___ Data section ___
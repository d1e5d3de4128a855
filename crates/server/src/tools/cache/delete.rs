//! cache_delete tool implementation.
//!
//! Deletes a partition and every entry in it.

use legallyup_core::Error;
use rmcp::{ErrorData as McpError, model::CallToolResult};
use schemars::JsonSchema;
use serde::{Deserialize, Serialize};

use crate::state::SwState;
use crate::tools::json_result;

/// Parameters for the cache_delete tool.
#[derive(Debug, Clone, Serialize, Deserialize, JsonSchema)]
pub struct CacheDeleteParams {
    /// Partition name, e.g. "legallyup-api-v1".
    pub name: String,
}

/// Output from the cache_delete tool.
#[derive(Debug, Clone, Serialize, Deserialize, JsonSchema)]
pub struct CacheDeleteOutput {
    /// False if no such partition existed.
    pub deleted: bool,
}

/// Implementation of the cache_delete tool.
pub async fn delete_impl(state: &SwState, params: CacheDeleteParams) -> Result<CallToolResult, McpError> {
    if params.name.trim().is_empty() {
        return Err(Error::InvalidInput("name cannot be empty".into()).into());
    }

    let deleted = state.storage.delete(&params.name).await?;
    tracing::info!(partition = %params.name, deleted, "cache_delete");

    json_result(&CacheDeleteOutput { deleted })
}
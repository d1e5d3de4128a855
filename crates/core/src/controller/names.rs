//! Version-bearing partition names.

use serde::{Deserialize, Serialize};

use crate::config::AppConfig;

/// The three partitions one controller version knows about.
#[derive(Debug, Clone, PartialEq, Eq, Serialize, Deserialize, schemars::JsonSchema)]
pub struct PartitionNames {
    /// App shell: root document, icons, fonts, scripts, styles, images.
    pub static_assets: String,
    /// GET responses under `/api/`.
    pub api: String,
    /// Generic name from before the cache was split. Never written.
    pub legacy: String,
}

impl PartitionNames {
    /// `{prefix}-static-{version}`, `{prefix}-api-{version}`, `{prefix}-{version}`.
    pub fn new(prefix: &str, version: &str) -> Self {
        Self {
            static_assets: format!("{prefix}-static-{version}"),
            api: format!("{prefix}-api-{version}"),
            legacy: format!("{prefix}-{version}"),
        }
    }

    pub fn from_config(config: &AppConfig) -> Self {
        Self::new(&config.cache_prefix, &config.cache_version)
    }

    /// Names that survive activation cleanup.
    pub fn known_set(&self, preserve_legacy: bool) -> Vec<&str> {
        let mut known = vec![self.static_assets.as_str(), self.api.as_str()];
        if preserve_legacy {
            known.push(self.legacy.as_str());
        }
        known
    }
}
___
Your answer should consist solely of the lines above from the line with "from the cache_delete tool." to the line with "pub struct PartitionNames", both included, reproduced exactly.

* Response for this exercise
/// Output from the cache_delete tool.
#[derive(Debug, Clone, Serialize, Deserialize, JsonSchema)]
pub struct CacheDeleteOutput {
    /// False if no such partition existed.
    pub deleted: bool,
}

/// Implementation of the cache_delete tool.
pub async fn delete_impl(state: &SwState, params: CacheDeleteParams) -> Result<CallToolResult, McpError> {
    if params.name.trim().is_empty() {
        return Err(Error::InvalidInput("name cannot be empty".into()).into());
    }

    let deleted = state.storage.delete(&params.name).await?;
    tracing::info!(partition = %params.name, deleted, "cache_delete");

    json_result(&CacheDeleteOutput { deleted })
}
repository d1e5d3de4128a855
filename crates/core/src/controller/names.rs
//! Version-bearing partition names.

use serde::{Deserialize, Serialize};

use crate::config::AppConfig;

/// The three partitions one controller version knows about.
#[derive(Debug, Clone, PartialEq, Eq, Serialize, Deserialize, schemars::JsonSchema)]
pub struct PartitionNames {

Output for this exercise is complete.